# WHAT THIS TASK INVOLVES:
Find the line in the entries below that contains "filename zil/src/header.rs". Repeat it exactly, and every line after it through the line that contains "use bincode::Options;".

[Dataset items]

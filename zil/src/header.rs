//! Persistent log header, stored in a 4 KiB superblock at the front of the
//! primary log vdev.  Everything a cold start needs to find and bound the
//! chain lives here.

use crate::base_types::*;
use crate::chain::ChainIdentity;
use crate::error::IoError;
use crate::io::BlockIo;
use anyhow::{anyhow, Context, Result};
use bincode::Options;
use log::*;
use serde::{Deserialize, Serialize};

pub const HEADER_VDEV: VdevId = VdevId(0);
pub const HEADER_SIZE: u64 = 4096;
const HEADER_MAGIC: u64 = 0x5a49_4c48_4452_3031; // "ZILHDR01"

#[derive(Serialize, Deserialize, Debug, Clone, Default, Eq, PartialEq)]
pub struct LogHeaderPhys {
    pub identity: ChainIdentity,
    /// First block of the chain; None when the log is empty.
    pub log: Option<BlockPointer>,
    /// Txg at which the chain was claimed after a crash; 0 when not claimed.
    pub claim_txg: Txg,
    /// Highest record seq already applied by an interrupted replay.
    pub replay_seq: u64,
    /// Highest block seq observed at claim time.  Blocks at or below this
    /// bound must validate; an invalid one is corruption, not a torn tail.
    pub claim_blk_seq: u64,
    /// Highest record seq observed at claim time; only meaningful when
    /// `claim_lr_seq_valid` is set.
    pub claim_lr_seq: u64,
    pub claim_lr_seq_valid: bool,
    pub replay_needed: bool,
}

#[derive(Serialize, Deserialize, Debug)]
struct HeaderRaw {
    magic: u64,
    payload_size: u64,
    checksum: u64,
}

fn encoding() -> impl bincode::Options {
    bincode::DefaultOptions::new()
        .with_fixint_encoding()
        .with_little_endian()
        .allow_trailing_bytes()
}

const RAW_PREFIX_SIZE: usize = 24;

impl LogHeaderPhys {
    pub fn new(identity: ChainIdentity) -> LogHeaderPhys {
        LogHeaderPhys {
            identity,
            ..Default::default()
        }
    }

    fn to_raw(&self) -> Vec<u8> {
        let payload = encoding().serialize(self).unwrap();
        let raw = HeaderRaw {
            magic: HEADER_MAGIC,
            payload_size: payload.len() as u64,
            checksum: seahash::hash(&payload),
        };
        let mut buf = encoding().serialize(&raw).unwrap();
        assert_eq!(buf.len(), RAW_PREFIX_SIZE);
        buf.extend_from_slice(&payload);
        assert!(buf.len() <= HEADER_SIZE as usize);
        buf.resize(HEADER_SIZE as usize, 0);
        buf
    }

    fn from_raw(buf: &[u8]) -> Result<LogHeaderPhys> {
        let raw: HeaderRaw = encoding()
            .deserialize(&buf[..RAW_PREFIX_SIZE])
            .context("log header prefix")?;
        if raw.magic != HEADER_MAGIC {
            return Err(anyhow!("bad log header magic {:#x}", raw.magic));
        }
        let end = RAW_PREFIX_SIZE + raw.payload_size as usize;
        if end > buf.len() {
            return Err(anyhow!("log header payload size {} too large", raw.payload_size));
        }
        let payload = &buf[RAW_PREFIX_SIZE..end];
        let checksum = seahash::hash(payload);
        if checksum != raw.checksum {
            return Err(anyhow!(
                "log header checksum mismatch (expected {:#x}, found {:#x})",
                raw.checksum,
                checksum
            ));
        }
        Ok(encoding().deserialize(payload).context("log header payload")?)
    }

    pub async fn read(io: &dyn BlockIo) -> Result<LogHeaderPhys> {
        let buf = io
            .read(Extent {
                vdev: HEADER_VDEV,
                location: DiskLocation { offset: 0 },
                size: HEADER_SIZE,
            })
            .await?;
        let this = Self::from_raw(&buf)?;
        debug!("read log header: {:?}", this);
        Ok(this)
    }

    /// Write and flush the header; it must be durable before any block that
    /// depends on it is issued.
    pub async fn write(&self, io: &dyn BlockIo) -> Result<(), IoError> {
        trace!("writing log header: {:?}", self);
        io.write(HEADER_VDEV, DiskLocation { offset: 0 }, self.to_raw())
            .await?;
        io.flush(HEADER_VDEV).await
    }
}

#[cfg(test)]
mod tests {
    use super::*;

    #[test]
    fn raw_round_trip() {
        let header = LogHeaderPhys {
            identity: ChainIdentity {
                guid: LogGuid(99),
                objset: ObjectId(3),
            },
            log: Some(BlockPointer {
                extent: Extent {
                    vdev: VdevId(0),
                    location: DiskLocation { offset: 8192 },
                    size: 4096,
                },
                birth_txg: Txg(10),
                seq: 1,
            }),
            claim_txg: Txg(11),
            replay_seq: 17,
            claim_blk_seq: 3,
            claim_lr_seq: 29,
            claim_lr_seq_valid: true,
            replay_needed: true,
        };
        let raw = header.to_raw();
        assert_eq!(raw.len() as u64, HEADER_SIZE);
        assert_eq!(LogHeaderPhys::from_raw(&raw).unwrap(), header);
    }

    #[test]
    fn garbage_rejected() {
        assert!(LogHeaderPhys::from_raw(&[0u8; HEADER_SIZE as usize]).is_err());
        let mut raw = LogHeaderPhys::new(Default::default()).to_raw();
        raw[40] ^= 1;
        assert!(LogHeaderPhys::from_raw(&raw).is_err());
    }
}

--

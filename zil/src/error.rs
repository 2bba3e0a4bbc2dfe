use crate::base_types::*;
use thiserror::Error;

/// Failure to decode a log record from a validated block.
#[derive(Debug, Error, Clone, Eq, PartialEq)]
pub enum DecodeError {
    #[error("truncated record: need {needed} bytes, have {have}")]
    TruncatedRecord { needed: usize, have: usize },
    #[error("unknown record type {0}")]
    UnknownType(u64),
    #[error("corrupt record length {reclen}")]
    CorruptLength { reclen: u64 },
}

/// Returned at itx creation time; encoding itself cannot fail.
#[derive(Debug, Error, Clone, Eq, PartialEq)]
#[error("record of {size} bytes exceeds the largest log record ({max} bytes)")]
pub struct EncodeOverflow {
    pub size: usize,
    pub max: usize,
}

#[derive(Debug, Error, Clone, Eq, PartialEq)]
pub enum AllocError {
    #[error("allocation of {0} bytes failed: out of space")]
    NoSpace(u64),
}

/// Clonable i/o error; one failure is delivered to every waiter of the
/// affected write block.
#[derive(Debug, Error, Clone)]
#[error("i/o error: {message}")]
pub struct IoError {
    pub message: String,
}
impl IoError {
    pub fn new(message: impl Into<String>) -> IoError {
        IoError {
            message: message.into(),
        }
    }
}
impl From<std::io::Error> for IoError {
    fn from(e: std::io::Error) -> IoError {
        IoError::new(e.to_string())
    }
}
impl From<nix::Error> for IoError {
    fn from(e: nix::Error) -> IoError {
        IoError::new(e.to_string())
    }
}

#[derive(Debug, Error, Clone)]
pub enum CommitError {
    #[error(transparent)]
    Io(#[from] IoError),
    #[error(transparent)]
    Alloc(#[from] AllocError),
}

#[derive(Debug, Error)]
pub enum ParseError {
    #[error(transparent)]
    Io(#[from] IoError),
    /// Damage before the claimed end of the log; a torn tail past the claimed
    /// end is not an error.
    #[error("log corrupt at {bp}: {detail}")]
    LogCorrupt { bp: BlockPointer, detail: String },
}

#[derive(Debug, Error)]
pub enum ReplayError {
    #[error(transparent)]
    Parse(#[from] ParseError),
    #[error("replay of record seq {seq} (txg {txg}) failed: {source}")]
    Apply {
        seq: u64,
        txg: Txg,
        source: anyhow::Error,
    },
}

--

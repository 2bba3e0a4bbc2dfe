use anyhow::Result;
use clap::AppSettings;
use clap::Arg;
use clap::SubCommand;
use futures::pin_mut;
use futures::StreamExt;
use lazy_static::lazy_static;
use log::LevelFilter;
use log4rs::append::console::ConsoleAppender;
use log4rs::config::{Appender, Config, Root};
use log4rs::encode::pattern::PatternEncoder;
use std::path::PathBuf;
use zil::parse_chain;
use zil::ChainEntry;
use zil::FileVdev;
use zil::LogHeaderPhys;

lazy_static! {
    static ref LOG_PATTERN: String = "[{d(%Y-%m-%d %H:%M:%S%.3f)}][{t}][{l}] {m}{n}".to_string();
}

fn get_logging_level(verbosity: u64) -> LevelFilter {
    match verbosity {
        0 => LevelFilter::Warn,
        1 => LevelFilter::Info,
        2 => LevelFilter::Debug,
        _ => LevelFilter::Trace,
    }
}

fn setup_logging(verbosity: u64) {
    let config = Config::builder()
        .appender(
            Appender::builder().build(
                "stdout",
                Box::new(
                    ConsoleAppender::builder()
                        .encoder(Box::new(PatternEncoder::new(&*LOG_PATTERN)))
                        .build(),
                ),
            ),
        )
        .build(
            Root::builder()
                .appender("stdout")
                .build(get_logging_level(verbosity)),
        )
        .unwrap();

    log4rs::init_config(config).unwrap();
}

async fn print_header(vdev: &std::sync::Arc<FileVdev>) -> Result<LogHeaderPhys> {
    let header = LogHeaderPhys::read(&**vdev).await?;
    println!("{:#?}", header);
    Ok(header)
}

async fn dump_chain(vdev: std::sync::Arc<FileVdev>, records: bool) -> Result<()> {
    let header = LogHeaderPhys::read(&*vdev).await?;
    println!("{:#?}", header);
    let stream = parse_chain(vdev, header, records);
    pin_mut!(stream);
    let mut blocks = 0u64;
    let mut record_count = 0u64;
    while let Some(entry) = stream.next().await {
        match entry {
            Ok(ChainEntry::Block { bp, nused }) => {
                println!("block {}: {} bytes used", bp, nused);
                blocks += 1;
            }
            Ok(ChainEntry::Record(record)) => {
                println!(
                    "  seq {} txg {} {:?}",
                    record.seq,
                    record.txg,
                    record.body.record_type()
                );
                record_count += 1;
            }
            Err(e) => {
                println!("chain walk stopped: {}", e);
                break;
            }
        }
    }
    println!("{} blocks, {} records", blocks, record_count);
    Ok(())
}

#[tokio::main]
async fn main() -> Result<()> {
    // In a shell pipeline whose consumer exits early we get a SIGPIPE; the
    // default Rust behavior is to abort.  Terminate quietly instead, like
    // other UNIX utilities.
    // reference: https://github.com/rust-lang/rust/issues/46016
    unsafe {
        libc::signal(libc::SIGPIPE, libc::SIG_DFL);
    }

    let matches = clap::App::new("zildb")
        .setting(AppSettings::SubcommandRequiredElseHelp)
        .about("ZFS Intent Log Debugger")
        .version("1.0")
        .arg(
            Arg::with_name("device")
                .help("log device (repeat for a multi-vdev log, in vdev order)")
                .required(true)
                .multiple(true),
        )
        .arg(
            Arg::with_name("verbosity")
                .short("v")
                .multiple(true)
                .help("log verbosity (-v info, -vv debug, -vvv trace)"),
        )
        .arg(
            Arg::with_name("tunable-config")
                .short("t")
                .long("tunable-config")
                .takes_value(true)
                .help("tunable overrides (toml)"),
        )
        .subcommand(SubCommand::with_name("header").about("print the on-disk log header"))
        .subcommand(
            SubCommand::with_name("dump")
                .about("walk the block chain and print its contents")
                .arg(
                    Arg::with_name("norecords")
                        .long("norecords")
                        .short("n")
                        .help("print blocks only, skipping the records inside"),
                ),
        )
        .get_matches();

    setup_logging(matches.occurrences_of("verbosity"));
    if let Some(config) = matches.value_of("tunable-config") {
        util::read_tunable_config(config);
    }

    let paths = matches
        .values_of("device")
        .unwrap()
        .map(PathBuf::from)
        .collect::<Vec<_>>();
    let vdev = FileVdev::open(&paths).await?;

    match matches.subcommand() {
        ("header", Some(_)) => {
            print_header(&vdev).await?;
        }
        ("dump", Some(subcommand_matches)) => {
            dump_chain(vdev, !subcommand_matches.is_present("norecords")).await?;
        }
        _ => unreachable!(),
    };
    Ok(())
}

# RESULT:
filename zil/src/header.rs
//! Persistent log header, stored in a 4 KiB superblock at the front of the
//! primary log vdev.  Everything a cold start needs to find and bound the
//! chain lives here.

use crate::base_types::*;
use crate::chain::ChainIdentity;
use crate::error::IoError;
use crate::io::BlockIo;
use anyhow::{anyhow, Context, Result};
use bincode::Options;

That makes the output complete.